Ah, that’s not terribly hard.
You want to hook into the term editor or just say “Any time a term is edited, flush the site”
The latter is ‘faster’ to code:
function my_varnish_purge_events( $actions ) {
$myactions = array(
'edit_term', // When a term is edited
);
array_merge( $actions, $myactions ) ;
return $actions;
}
add_filter( 'varnish_http_purge_events', 'my_varnish_purge_events' );
add_filter( 'varnish_http_purge_events_full', 'my_varnish_purge_events' );
The double filters are because I had to put in some odd redundancy.

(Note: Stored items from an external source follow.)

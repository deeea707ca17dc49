//! Distance provider errors.

/// Error from a road-distance lookup.
#[derive(Debug, Clone, thiserror::Error)]
pub enum DistanceError {
    /// The segment lacks one or both coordinate pairs
    #[error("segment coordinates are missing")]
    MissingCoordinates,

    /// Transport-level failure talking to the routing service
    #[error("distance request failed: {0}")]
    Http(String),

    /// The routing service answered with a non-success status
    #[error("distance provider returned status {status}: {message}")]
    Provider { status: u16, message: String },

    /// The routing service found no road route between the points
    #[error("no road route between the given points")]
    NoRoute,

    /// The response body could not be decoded
    #[error("failed to decode distance response: {0}")]
    Decode(String),
}

impl From<reqwest::Error> for DistanceError {
    fn from(err: reqwest::Error) -> Self {
        DistanceError::Http(err.to_string())
    }
}
//! Geographic coordinates and great-circle distance.

use serde::{Deserialize, Serialize};

/// Mean Earth radius in kilometres.
const EARTH_RADIUS_KM: f64 = 6371.0;

/// A WGS84 latitude/longitude pair.
#[derive(Debug, Clone, Copy, PartialEq, Serialize, Deserialize)]
pub struct Coordinates {
    pub latitude: f64,
    pub longitude: f64,
}

impl Coordinates {
    pub fn new(latitude: f64, longitude: f64) -> Self {
        Self {
            latitude,
            longitude,
        }
    }

    /// Great-circle distance to another point in kilometres (haversine).
    pub fn haversine_km(&self, other: &Coordinates) -> f64 {
        let lat1 = self.latitude.to_radians();
        let lat2 = other.latitude.to_radians();
        let dlat = (other.latitude - self.latitude).to_radians();
        let dlon = (other.longitude - self.longitude).to_radians();

        let a = (dlat / 2.0).sin().powi(2) + lat1.cos() * lat2.cos() * (dlon / 2.0).sin().powi(2);
        let c = 2.0 * a.sqrt().atan2((1.0 - a).sqrt());

        EARTH_RADIUS_KM * c
    }
}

The former would mean hooking into edit_term :
function my_term_edit( $term_id, $tt_id, $taxonomy ){
// do some stuff
}
add_action( 'edit_term', 'my_term_edit', 10, 3 );
And then having code that
1. Gets a list of all posts in that term
2. Add all the posts by URL to be purged
That second step is probably going to be the biggest headache. If you look at the wp-cli code for the plugin – https://github.com/Ipstenu/varnish-http-purge/blob/trunk/wp-cli.php – you’ll see there’s a __construct() to create a connection to VarnishPurger(), and that allows you to call things like:
$this->varnish_purge->purge_url( $url );
More or less that’ll be what you want to duplicate.